Untuk mempercepat penanganan di lapangan, Pemkot Makassar menyiapkan sejumlah skema, mulai dari penempatan tandon air, distribusi air bersih secara berkala hingga penyediaan layanan kesehatan bagi masyarakat terdampak.
Potensi kebakaran akibat kondisi cuaca yang kering juga menjadi perhatian dalam operasi tanggap darurat tersebut.
Kepala Pelaksana BPBD Kota Makassar menekankan pentingnya keterlibatan seluruh elemen dalam menangani krisis kekeringan. Menurutnya, penanganan tidak dapat hanya mengandalkan satu instansi, melainkan membutuhkan sinergi lintas sektor.
Penetapan status darurat, kata dia, harus segera diikuti dengan langkah konkret di lapangan. Kapasitas armada, titik prioritas, hingga kecepatan respons perlu dipetakan agar bantuan dapat segera diterima warga yang membutuhkan.
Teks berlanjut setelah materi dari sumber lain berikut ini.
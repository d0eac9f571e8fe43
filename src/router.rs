//! Call and cast helpers over a [`Transport`]
//!
//! Targeted calls enforce their deadline no matter how the driver behaves.
//! Broadcast calls hand the deadline to the driver, which reports each late
//! cell. Casts are fire-and-forget: remote failures never reach the caller
//! and are only logged.

use std::sync::Arc;
use std::time::Duration;

use tracing::{debug, warn};

use crate::address::CellPath;
use crate::envelope::ResultEnvelope;
use crate::error::{CellError, Result};
use crate::message::{CellMessage, Direction};
use crate::transport::Transport;

/// Sends messages through the configured driver
#[derive(Clone)]
pub struct Router {
    transport: Arc<dyn Transport>,
    /// Deadline for calls that do not bring their own
    default_timeout: Option<Duration>,
}

impl Router {
    pub fn new(transport: Arc<dyn Transport>, default_timeout: Option<Duration>) -> Self {
        Self {
            transport,
            default_timeout,
        }
    }

    pub fn transport(&self) -> &Arc<dyn Transport> {
        &self.transport
    }

    /// Send to one cell and wait for its reply
    pub async fn call(
        &self,
        cell: &CellPath,
        message: CellMessage,
        timeout: Option<Duration>,
    ) -> Result<ResultEnvelope> {
        let timeout = timeout.or(self.default_timeout);
        let send = self.transport.send_targeted(cell, message, true, timeout);
        match timeout {
            Some(after) => tokio::time::timeout(after, send)
                .await
                .map_err(|_| CellError::Timeout {
                    cell: cell.clone(),
                    after,
                })?,
            None => send.await,
        }
    }

    /// Send to one cell without waiting.
    ///
    /// Routing errors (unknown cell, closed driver) are returned; anything the
    /// remote side does with the message is not.
    pub async fn cast(&self, cell: &CellPath, message: CellMessage) -> Result<()> {
        let method = message.method();
        let envelope = self.transport.send_targeted(cell, message, false, None).await?;
        if let Err(failure) = envelope.outcome {
            warn!(cell = %envelope.cell_name, method, error = %failure, "Cast failed");
        }
        Ok(())
    }

    /// Send to many cells and collect every reply.
    ///
    /// Under a deadline, a cell that has not answered in time fails the whole
    /// call with [`CellError::Timeout`] naming that cell.
    pub async fn call_broadcast(
        &self,
        root: Option<&CellPath>,
        direction: Direction,
        message: CellMessage,
        timeout: Option<Duration>,
    ) -> Result<Vec<ResultEnvelope>> {
        let timeout = timeout.or(self.default_timeout);
        let envelopes = self
            .transport
            .send_broadcast(root, direction, message, true, timeout)
            .await?;

        if let Some(after) = timeout {
            let late = envelopes
                .iter()
                .find(|e| matches!(&e.outcome, Err(failure) if failure.is_timeout()));
            if let Some(late) = late {
                return Err(CellError::Timeout {
                    cell: late.cell_name.clone(),
                    after,
                });
            }
        }
        Ok(envelopes)
    }

    /// Best-effort broadcast. Returns false if the send itself failed; the
    /// failure has already been logged.
    pub async fn cast_broadcast(&self, root: Option<&CellPath>, direction: Direction, message: CellMessage) -> bool {
        let method = message.method();
        match self.transport.send_broadcast(root, direction, message, false, None).await {
            Ok(envelopes) => {
                log_failures(method, &envelopes);
                debug!(method, ?direction, "Broadcast sent");
                true
            }
            Err(e) => {
                warn!(method, ?direction, error = %e, "Broadcast failed");
                false
            }
        }
    }
}

/// Turn captured failures into log records
pub fn log_failures(method: &str, envelopes: &[ResultEnvelope]) {
    for envelope in envelopes {
        if let Err(failure) = &envelope.outcome {
            warn!(cell = %envelope.cell_name, method, error = %failure, "Cell reported failure");
        }
    }
}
Sebagai langkah awal, BPBD Makassar telah mendistribusikan puluhan tandon air ke sejumlah lokasi yang dinilai kritis. Sebanyak 17 unit ditempatkan di Kecamatan Ujung Tanah, delapan unit di Biringkanaya, dan 10 unit di Kecamatan Tallo.
Pemkot Makassar juga mengoptimalkan berbagai sarana pendukung, termasuk armada mobil tangki, sumber air baku, logistik, tenaga medis, serta personel yang diterjunkan ke lapangan.